Обсуждение: Number of Columns and Update

Поиск
Список
Период
Сортировка

Number of Columns and Update

От
Robert DiFalco
Дата:
This may fall into the category of over-optimization but I've become curious.

I have a user table with about 14 columns that are all 1:1 data - so they can't be normalized.

When I insert a row all columns need to be set. But when I update, I sometimes only update 1-2 columns at a time. Does the number of columns impact update speed?

For example:
     UPDATE users SET email = ? WHERE id = ?;

I can easily break this up into logical tables like user_profile, user_credential, user_contact_info, user_summary, etc with each table only having 1-4 columns.

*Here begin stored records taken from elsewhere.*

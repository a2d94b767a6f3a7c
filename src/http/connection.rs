use anyhow::Context;
use tokio::io::{AsyncRead, AsyncWrite, AsyncWriteExt};

use crate::http::handler::Handler;
use crate::http::parser::read_request;
use crate::http::writer::{ResponseWriter, WriterState};

/// A single accepted connection: one request in, one response out.
///
/// The stream is owned by the connection and dropped when [`run`](Self::run)
/// returns, so the socket is closed on every exit path.
pub struct Connection<S> {
    stream: S,
}

impl<S> Connection<S>
where
    S: AsyncRead + AsyncWrite + Unpin + Send,
{
    pub fn new(stream: S) -> Self {
        Self { stream }
    }

    /// Reads the request, hands it to `handler`, then shuts the stream down.
    ///
    /// A request that fails to parse is logged as a warning and dropped
    /// without any response; only handler and transport failures are
    /// returned as errors.
    pub async fn run<H: Handler>(mut self, handler: &H) -> anyhow::Result<()> {
        let request = match read_request(&mut self.stream).await {
            Ok(request) => request,
            Err(e) => {
                tracing::warn!(error = %e, "Failed to parse request");
                return self
                    .stream
                    .shutdown()
                    .await
                    .context("failed to shut down connection");
            }
        };

        tracing::debug!(
            method = %request.method(),
            target = %request.target(),
            body_len = request.body.len(),
            "Request parsed"
        );

        let mut writer = ResponseWriter::new(&mut self.stream);
        let handled = handler.handle(&mut writer, &request).await;

        match writer.state() {
            WriterState::Body | WriterState::Done => {}
            state => tracing::debug!(?state, "Handler left response incomplete"),
        }

        let closed = self.stream.shutdown().await;
        handled.context("handler failed")?;
        closed.context("failed to shut down connection")?;
        Ok(())
    }
}
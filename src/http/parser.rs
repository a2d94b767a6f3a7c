use std::cmp::Ordering;
use std::io;

use tokio::io::{AsyncRead, AsyncReadExt};

use crate::http::headers::HeaderError;
use crate::http::request::{ParserState, Request};

/// Initial size of the read buffer; it doubles whenever a read fills it
/// without a complete line becoming parseable.
pub const INITIAL_BUFFER_SIZE: usize = 1024;

#[derive(Debug, thiserror::Error)]
pub enum ParseError {
    #[error("invalid request line: must be in `METHOD TARGET VERSION` format")]
    RequestLineParts,
    #[error("invalid request line: not valid UTF-8")]
    RequestLineEncoding,
    #[error("invalid request line: method {0:?} must be in full capital letters")]
    MethodNotUppercase(String),
    #[error("invalid request line: method {0:?} must be alphabetical")]
    MethodNotAlphabetic(String),
    #[error("invalid request line: unsupported version {0:?}, expected HTTP/1.1")]
    UnsupportedVersion(String),
    #[error(transparent)]
    Header(#[from] HeaderError),
    #[error("invalid body: content-length {0:?} is not a number")]
    InvalidContentLength(String),
    #[error("end of input before end of request line")]
    EofInRequestLine,
    #[error("end of input before end of headers")]
    EofInHeaders,
    #[error("end of input after {received} body bytes, content-length is {declared}")]
    IncompleteBody { declared: usize, received: usize },
    #[error("body has {received} bytes, content-length is {declared}")]
    BodyTooLong { declared: usize, received: usize },
    #[error("could not read request: {0}")]
    Io(#[from] io::Error),
}

/// Reads one complete request from `reader`.
pub async fn read_request<R>(reader: &mut R) -> Result<Request, ParseError>
where
    R: AsyncRead + Unpin,
{
    read_request_with_capacity(reader, INITIAL_BUFFER_SIZE).await
}

/// Like [`read_request`], starting from a buffer of `capacity` bytes.
pub async fn read_request_with_capacity<R>(reader: &mut R, capacity: usize) -> Result<Request, ParseError>
where
    R: AsyncRead + Unpin,
{
    let mut request = Request::new();
    let mut buf = vec![0u8; capacity.max(1)];
    let mut filled = 0;

    while !request.is_done() {
        if filled == buf.len() {
            buf.resize(buf.len() * 2, 0);
        }

        let n = reader.read(&mut buf[filled..]).await?;
        if n == 0 {
            break;
        }
        filled += n;

        let consumed = request.parse(&buf[..filled])?;
        buf.copy_within(consumed..filled, 0);
        filled -= consumed;
    }

    match request.state() {
        ParserState::Init => return Err(ParseError::EofInRequestLine),
        ParserState::ParsingHeaders => return Err(ParseError::EofInHeaders),
        ParserState::ParsingBody | ParserState::Done => {}
    }

    if let Some(declared) = request.content_length()? {
        let received = request.body.len();
        match received.cmp(&declared) {
            Ordering::Less => return Err(ParseError::IncompleteBody { declared, received }),
            Ordering::Greater => return Err(ParseError::BodyTooLong { declared, received }),
            Ordering::Equal => {}
        }
    }

    Ok(request)
}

But with the multiple tables I would often be joining them to bring back a collection of columns. 

I know I'm over thinking this but I'm curious of what the performance trade offs are for breaking up a table into smaller logically grouped tables.

Thanks.

Re: Number of Columns and Update

От
Heikki Linnakangas
Дата:
On 12/22/2014 10:53 PM, Robert DiFalco wrote:
> This may fall into the category of over-optimization but I've become
> curious.
>
> I have a user table with about 14 columns that are all 1:1 data - so they
> can't be normalized.
>
> When I insert a row all columns need to be set. But when I update, I
> sometimes only update 1-2 columns at a time. Does the number of columns
> impact update speed?
>
> For example:
>       UPDATE users SET email = ? WHERE id = ?;

Yes, the number of columns in the table matters. The update is just as
expensive regardless of how many of the columns you update.

When a row is updated, PostgreSQL creates a new version of the whole
row. The new row version takes more space when the table has more
columns, leading to more bloating of the table, which generally slows
things down. In most applications the difference isn't big enough to
matter, but it can be significant if you have very wide rows, and you
update a lot.

PostgreSQL 9.4 made an improvement on this. In earlier versions, the new
row version was also included completely in the WAL record, which added
overhead. In 9.4, any columns at the beginning or end of the row that
are not modified are left out of the WAL record, as long as the new row
version is stored on the same page as the old one (which is common). For
updating a single column, or a few columns that are next to each other,
that's the same as saying that only the modified part of the row is
WAL-logged.

> I can easily break this up into logical tables like user_profile,
> user_credential, user_contact_info, user_summary, etc with each table only
> having 1-4 columns. But with the multiple tables I would often be joining
> them to bring back a collection of columns.

That would help with the above-mentioned issues, but dealing with
multiple tables certainly adds a lot of overhead too. Most likely you're
better off just having the single table, after all.

- Heikki



Re: Number of Columns and Update

От
Andrew Dunstan
Дата:
On 12/22/2014 03:53 PM, Robert DiFalco wrote:
> This may fall into the category of over-optimization but I've become
> curious.
>
> I have a user table with about 14 columns that are all 1:1 data - so
> they can't be normalized.
>
> When I insert a row all columns need to be set. But when I update, I
> sometimes only update 1-2 columns at a time. Does the number of
> columns impact update speed?
>
> For example:
>      UPDATE users SET email = ? WHERE id = ?;
>
> I can easily break this up into logical tables like user_profile,
> user_credential, user_contact_info, user_summary, etc with each table
> only having 1-4 columns. But with the multiple tables I would often be
> joining them to bring back a collection of columns.
>
> I know I'm over thinking this but I'm curious of what the performance
> trade offs are for breaking up a table into smaller logically grouped
> tables.
>
>

An update rewrites the whole row, not just the updated columns.

I think you are overthinking it.

cheers

andrew